Crawford, 22, of Ridge Drive in Fairfield, was identified as the man Beavercreek police shot and killed Tuesday night.
LeeCee Johnson, who said she is the mother of Crawford’s children, said she was on a cell phone call with Crawford when he was shot by officers. She said Crawford went to the area to visit family members.
“We was just talking. He said he was at the video games playing videos and he went over there by the toy section where the toy guns were. And the next thing I know, he said ‘It’s not real,’ and the police start shooting and they said ‘Get on the ground,’ but he was already on the ground because they had shot him,” she said, adding: “And I could hear him just crying and screaming. I feel like they shot him down like he was not even human.”
Please read below the fold for more on this story.
Attorney General Mike DeWine has since confirmed it was an MK-177 air rifle:
The weapon was an MK-177 (.177 caliber) BB/Pellet Rifle, manufactured by Crosman. It is known as a “variable pump air rifle.”
Police have not released video of the shooting and no confirmation on whether he picked the air rifle up in the Walmart, but they
do sell that exact model.
See the local news report from Dayton, Ohio
here:
UPDATE – WHIO Cincinnati has another side of the story:
April and Ronald Ritchie, of Riverside, told WHIO that they were in the hardware department Tuesday around 8:20 p.m. when they saw a man walking the aisles carrying what they thought was a real gun, pointing it toward the sky. The couple called 911.
The couple said they followed Crawford at a safe distance. "Anytime I saw people walking his way, I would get their attention," April Ritchie said. She said the man was cradling a cellphone between his left ear and shoulder while he messed with the rifle.

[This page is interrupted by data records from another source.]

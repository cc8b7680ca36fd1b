//! Bus transport trait definitions
//!
//! Defines the abstract pub/sub client that the simulated bus and any real
//! broker client conform to. A fresh connection remembers nothing: callers
//! re-issue subscriptions after every connect.

use std::sync::Arc;

use async_trait::async_trait;
use tokio::sync::broadcast;

use super::BusError;

/// A message received from, or sent to, the bus.
#[derive(Debug, Clone, PartialEq)]
pub struct BusMessage {
    pub topic: String,
    pub payload: Vec<u8>,
}

/// An open connection to one bus endpoint.
#[async_trait]
pub trait BusClient: Send + Sync {
    /// Start receiving messages published on `topic`.
    async fn subscribe(&self, topic: &str) -> Result<(), BusError>;

    /// Stop receiving messages published on `topic`.
    async fn unsubscribe(&self, topic: &str) -> Result<(), BusError>;

    /// Publish `payload` on `topic`.
    async fn publish(&self, topic: &str, payload: &[u8]) -> Result<(), BusError>;

    /// Close the connection.
    async fn close(&self) -> Result<(), BusError>;

    /// Messages for subscribed topics.
    fn incoming(&self) -> broadcast::Receiver<BusMessage>;

    /// The endpoint this client is connected to.
    fn endpoint(&self) -> &str;

    fn is_connected(&self) -> bool;
}

/// Opens bus connections.
#[async_trait]
pub trait BusConnector: Send + Sync {
    async fn connect(&self, endpoint: &str) -> Result<Arc<dyn BusClient>, BusError>;
}
//! Relocatable links: graph edges whose execution can move off-device
//!
//! Each link carries exactly one [`LinkState`] plus the bus topics bound for
//! that state. The state is recomputed every heartbeat by
//! [`reasoner::reason`]; the gateway drives the transitions.

pub mod reasoner;

pub use reasoner::reason;

use std::fmt;

use serde::{Deserialize, Serialize};

/// Fan shape of an edge.
#[derive(Debug, Clone, Copy, PartialEq, Eq, Hash, Serialize, Deserialize)]
pub enum LinkCardinality {
    #[serde(rename = "11")]
    OneToOne,
    #[serde(rename = "1N")]
    OneToMany,
    #[serde(rename = "N1")]
    ManyToOne,
    #[serde(rename = "NN")]
    ManyToMany,
}

impl LinkCardinality {
    /// Classify an edge from the predecessor port's fan-out and the
    /// successor's fan-in.
    pub fn from_fan(fan_in: usize, fan_out: usize) -> Self {
        match (fan_in > 1, fan_out > 1) {
            (false, false) => LinkCardinality::OneToOne,
            (false, true) => LinkCardinality::OneToMany,
            (true, false) => LinkCardinality::ManyToOne,
            (true, true) => LinkCardinality::ManyToMany,
        }
    }
}

impl fmt::Display for LinkCardinality {
    fn fmt(&self, f: &mut fmt::Formatter<'_>) -> fmt::Result {
        let s = match self {
            LinkCardinality::OneToOne => "11",
            LinkCardinality::OneToMany => "1N",
            LinkCardinality::ManyToOne => "N1",
            LinkCardinality::ManyToMany => "NN",
        };
        f.write_str(s)
    }
}

/// What this device does with one edge.
#[derive(Debug, Clone, Copy, PartialEq, Eq, Hash, PartialOrd, Ord, Serialize, Deserialize)]
#[serde(rename_all = "SCREAMING_SNAKE_CASE")]
pub enum LinkState {
    /// Deliver in-process to the successor.
    Normal,
    /// Discard.
    Drop,
    /// Pull the predecessor's output from the bus, feed the local successor.
    FetchForward,
    /// Publish local edge data to the bus instead of delivering it.
    ReceiveRedirect,
    /// Fetch from the bus and keep delivering local edge data.
    CopyFetchForward,
    /// Publish local edge data and keep delivering it.
    ReceiveRedirectCopy,
}

impl LinkState {
    /// Numeric code used in sync requests.
    pub fn code(self) -> u8 {
        match self {
            LinkState::Normal => 1,
            LinkState::Drop => 2,
            LinkState::FetchForward => 3,
            LinkState::ReceiveRedirect => 4,
            LinkState::CopyFetchForward => 5,
            LinkState::ReceiveRedirectCopy => 6,
        }
    }

    pub fn from_code(code: u8) -> Option<Self> {
        match code {
            1 => Some(LinkState::Normal),
            2 => Some(LinkState::Drop),
            3 => Some(LinkState::FetchForward),
            4 => Some(LinkState::ReceiveRedirect),
            5 => Some(LinkState::CopyFetchForward),
            6 => Some(LinkState::ReceiveRedirectCopy),
            _ => None,
        }
    }

    /// States that subscribe to a bus topic.
    pub fn fetches(self) -> bool {
        matches!(self, LinkState::FetchForward | LinkState::CopyFetchForward)
    }

    /// States that publish local edge data to a bus topic.
    pub fn publishes(self) -> bool {
        matches!(self, LinkState::ReceiveRedirect | LinkState::ReceiveRedirectCopy)
    }

    /// States that hand local edge data to the successor in-process.
    pub fn delivers_locally(self) -> bool {
        matches!(
            self,
            LinkState::Normal | LinkState::CopyFetchForward | LinkState::ReceiveRedirectCopy
        )
    }
}

impl fmt::Display for LinkState {
    fn fmt(&self, f: &mut fmt::Formatter<'_>) -> fmt::Result {
        let s = match self {
            LinkState::Normal => "NORMAL",
            LinkState::Drop => "DROP",
            LinkState::FetchForward => "FETCH_FORWARD",
            LinkState::ReceiveRedirect => "RECEIVE_REDIRECT",
            LinkState::CopyFetchForward => "COPY_FETCH_FORWARD",
            LinkState::ReceiveRedirectCopy => "RECEIVE_REDIRECT_COPY",
        };
        f.write_str(s)
    }
}

/// Stable identity of an edge: predecessor, output port, successor.
#[derive(Debug, Clone, PartialEq, Eq, Hash, PartialOrd, Ord)]
pub struct EdgeKey {
    pub predecessor: String,
    pub port: usize,
    pub successor: String,
}

impl EdgeKey {
    pub fn new(predecessor: impl Into<String>, port: usize, successor: impl Into<String>) -> Self {
        Self {
            predecessor: predecessor.into(),
            port,
            successor: successor.into(),
        }
    }
}

impl fmt::Display for EdgeKey {
    fn fmt(&self, f: &mut fmt::Formatter<'_>) -> fmt::Result {
        write!(f, "{}_{}_{}", self.predecessor, self.port, self.successor)
    }
}

/// Where the topic for a (state, cardinality) pair comes from.
#[derive(Debug, Clone, PartialEq, Eq)]
pub enum TopicBinding {
    /// The state uses no topic.
    Unbound,
    /// Derived locally.
    Derived(String),
    /// Only the coordinator can name it.
    Coordinator,
}

/// Topic naming rule.
///
/// NN edges use the edge key on both ends. On a 1N edge the single publisher
/// names `from_<device>_<edge>`; on an N1 edge the single fetcher names
/// `to_<device>_<edge>`. The opposite ends, and both ends of 11 edges, ask the
/// coordinator.
pub fn topic_binding(
    state: LinkState,
    cardinality: LinkCardinality,
    edge_key: &str,
    device_id: &str,
) -> TopicBinding {
    if !state.fetches() && !state.publishes() {
        return TopicBinding::Unbound;
    }
    match (cardinality, state.publishes()) {
        (LinkCardinality::ManyToMany, _) => TopicBinding::Derived(edge_key.to_string()),
        (LinkCardinality::OneToMany, true) => {
            TopicBinding::Derived(format!("from_{}_{}", device_id, edge_key))
        }
        (LinkCardinality::ManyToOne, false) => {
            TopicBinding::Derived(format!("to_{}_{}", device_id, edge_key))
        }
        _ => TopicBinding::Coordinator,
    }
}

/// One relocatable edge and its current bindings.
#[derive(Debug, Clone)]
pub struct RelocatableLink {
    edge: EdgeKey,
    key: String,
    cardinality: LinkCardinality,
    state: LinkState,
    subscribe_topic: Option<String>,
    publish_topic: Option<String>,
}

impl RelocatableLink {
    /// A freshly registered link runs as a plain local wire.
    pub fn new(edge: EdgeKey, cardinality: LinkCardinality) -> Self {
        let key = edge.to_string();
        Self {
            edge,
            key,
            cardinality,
            state: LinkState::Normal,
            subscribe_topic: None,
            publish_topic: None,
        }
    }

    pub fn edge(&self) -> &EdgeKey {
        &self.edge
    }

    pub fn key(&self) -> &str {
        &self.key
    }

    pub fn cardinality(&self) -> LinkCardinality {
        self.cardinality
    }

    pub fn state(&self) -> LinkState {
        self.state
    }

    pub fn subscribe_topic(&self) -> Option<&str> {
        self.subscribe_topic.as_deref()
    }

    pub fn publish_topic(&self) -> Option<&str> {
        self.publish_topic.as_deref()
    }

    /// Topic source for `state` on this link.
    pub fn binding_for(&self, state: LinkState, device_id: &str) -> TopicBinding {
        topic_binding(state, self.cardinality, &self.key, device_id)
    }

    /// Enter `state`, clearing both topics. Returns the previous state.
    pub fn transition(&mut self, state: LinkState) -> LinkState {
        self.subscribe_topic = None;
        self.publish_topic = None;
        std::mem::replace(&mut self.state, state)
    }

    /// Record `topic` in the slot the current state uses. Returns false when
    /// the current state takes no topic.
    pub fn bind(&mut self, topic: impl Into<String>) -> bool {
        if self.state.fetches() {
            self.subscribe_topic = Some(topic.into());
            true
        } else if self.state.publishes() {
            self.publish_topic = Some(topic.into());
            true
        } else {
            false
        }
    }

    /// The node this link offers to serve locally while relaying, if any.
    pub fn contribution(&self) -> Option<&str> {
        contribution_for(&self.edge, self.state)
    }
}

/// Copy states keep serving a node locally while also relaying it: the
/// predecessor for RECEIVE_REDIRECT_COPY, the successor for COPY_FETCH_FORWARD.
pub fn contribution_for(edge: &EdgeKey, state: LinkState) -> Option<&str> {
    match state {
        LinkState::ReceiveRedirectCopy => Some(&edge.predecessor),
        LinkState::CopyFetchForward => Some(&edge.successor),
        _ => None,
    }
}
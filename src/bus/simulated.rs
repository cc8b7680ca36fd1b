//! In-process bus simulator
//!
//! A shared medium hosting any number of named endpoints. Clients connected to
//! the same endpoint see each other's publications; clients on different
//! endpoints do not. Every subscribe/unsubscribe/connect is counted so tests
//! can assert on exactly what reached the bus.

use std::collections::HashSet;
use std::sync::atomic::{AtomicBool, Ordering};
use std::sync::{Arc, Mutex};

use async_trait::async_trait;
use tokio::sync::broadcast;
use uuid::Uuid;

use super::transport::{BusClient, BusConnector, BusMessage};
use super::BusError;

#[derive(Default)]
struct Shared {
    clients: Vec<Arc<SimBusClient>>,
    unreachable: HashSet<String>,
    connects: Vec<String>,
    subscribes: Vec<String>,
    unsubscribes: Vec<String>,
    published: Vec<BusMessage>,
}

/// The simulated bus.
#[derive(Clone, Default)]
pub struct SimBusNetwork {
    shared: Arc<Mutex<Shared>>,
}

impl SimBusNetwork {
    pub fn new() -> Self {
        Self::default()
    }

    /// Make `endpoint` refuse (or accept again) new connections.
    pub fn set_reachable(&self, endpoint: &str, reachable: bool) {
        if let Ok(mut shared) = self.shared.lock() {
            if reachable {
                shared.unreachable.remove(endpoint);
            } else {
                shared.unreachable.insert(endpoint.to_string());
            }
        }
    }

    /// Publish as a remote device connected to `endpoint`.
    pub fn inject(&self, endpoint: &str, topic: &str, payload: &[u8]) {
        self.deliver(endpoint, BusMessage {
            topic: topic.to_string(),
            payload: payload.to_vec(),
        });
    }

    /// Endpoints connected to so far, in order.
    pub fn connects(&self) -> Vec<String> {
        self.shared.lock().map(|s| s.connects.clone()).unwrap_or_default()
    }

    /// Number of bus-level subscribe calls for `topic`.
    pub fn subscribe_calls(&self, topic: &str) -> usize {
        self.shared
            .lock()
            .map(|s| s.subscribes.iter().filter(|t| *t == topic).count())
            .unwrap_or(0)
    }

    /// Number of bus-level unsubscribe calls for `topic`.
    pub fn unsubscribe_calls(&self, topic: &str) -> usize {
        self.shared
            .lock()
            .map(|s| s.unsubscribes.iter().filter(|t| *t == topic).count())
            .unwrap_or(0)
    }

    /// Every message published through any client.
    pub fn published(&self) -> Vec<BusMessage> {
        self.shared.lock().map(|s| s.published.clone()).unwrap_or_default()
    }

    /// Number of open client connections.
    pub fn open_clients(&self) -> usize {
        self.shared
            .lock()
            .map(|s| s.clients.iter().filter(|c| c.is_connected()).count())
            .unwrap_or(0)
    }

    fn deliver(&self, endpoint: &str, message: BusMessage) {
        let targets: Vec<Arc<SimBusClient>> = match self.shared.lock() {
            Ok(shared) => shared
                .clients
                .iter()
                .filter(|c| c.endpoint == endpoint && c.is_connected() && c.is_subscribed(&message.topic))
                .cloned()
                .collect(),
            Err(_) => return,
        };
        for client in targets {
            let _ = client.tx.send(message.clone());
        }
    }
}

#[async_trait]
impl BusConnector for SimBusNetwork {
    async fn connect(&self, endpoint: &str) -> Result<Arc<dyn BusClient>, BusError> {
        let mut shared = self
            .shared
            .lock()
            .map_err(|e| BusError::ConnectionError(e.to_string()))?;
        if shared.unreachable.contains(endpoint) {
            return Err(BusError::ConnectionError(format!("{} unreachable", endpoint)));
        }

        let (tx, _) = broadcast::channel(256);
        let client = Arc::new(SimBusClient {
            id: Uuid::new_v4(),
            endpoint: endpoint.to_string(),
            network: self.clone(),
            topics: Mutex::new(HashSet::new()),
            tx,
            connected: AtomicBool::new(true),
        });
        shared.connects.push(endpoint.to_string());
        shared.clients.push(Arc::clone(&client));
        Ok(client)
    }
}

/// A simulated bus connection.
pub struct SimBusClient {
    id: Uuid,
    endpoint: String,
    network: SimBusNetwork,
    topics: Mutex<HashSet<String>>,
    tx: broadcast::Sender<BusMessage>,
    connected: AtomicBool,
}

impl SimBusClient {
    fn is_subscribed(&self, topic: &str) -> bool {
        self.topics.lock().map(|t| t.contains(topic)).unwrap_or(false)
    }

    fn record<F: FnOnce(&mut Shared)>(&self, f: F) {
        if let Ok(mut shared) = self.network.shared.lock() {
            f(&mut shared);
        }
    }
}

#[async_trait]
impl BusClient for SimBusClient {
    async fn subscribe(&self, topic: &str) -> Result<(), BusError> {
        if !self.is_connected() {
            return Err(BusError::NotConnected);
        }
        if let Ok(mut topics) = self.topics.lock() {
            topics.insert(topic.to_string());
        }
        self.record(|s| s.subscribes.push(topic.to_string()));
        Ok(())
    }

    async fn unsubscribe(&self, topic: &str) -> Result<(), BusError> {
        if !self.is_connected() {
            return Err(BusError::NotConnected);
        }
        if let Ok(mut topics) = self.topics.lock() {
            topics.remove(topic);
        }
        self.record(|s| s.unsubscribes.push(topic.to_string()));
        Ok(())
    }

    async fn publish(&self, topic: &str, payload: &[u8]) -> Result<(), BusError> {
        if !self.is_connected() {
            return Err(BusError::NotConnected);
        }
        let message = BusMessage {
            topic: topic.to_string(),
            payload: payload.to_vec(),
        };
        self.record(|s| s.published.push(message.clone()));
        self.network.deliver(&self.endpoint, message);
        Ok(())
    }

    async fn close(&self) -> Result<(), BusError> {
        self.connected.store(false, Ordering::SeqCst);
        let id = self.id;
        self.record(|s| s.clients.retain(|c| c.id != id));
        Ok(())
    }

    fn incoming(&self) -> broadcast::Receiver<BusMessage> {
        self.tx.subscribe()
    }

    fn endpoint(&self) -> &str {
        &self.endpoint
    }

    fn is_connected(&self) -> bool {
        self.connected.load(Ordering::SeqCst)
    }
}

"He just kept messing with it and I heard a clicking," April Ritchie said.
Ronald Ritchie said Crawford "was just waving [the gun] at children and people...I couldn't hear anything that he was saying. I'm thinking that he is either going to rob the place or he's there to shoot somebody.
"He didn't really want to be looked at and when people did look at him, he was pointing the gun at them. He was pointing at people. Children walking by," Ronald Ritchie said.
One of the police officers involved was also involved in Beavercreek's
first fatal police-involved shooting.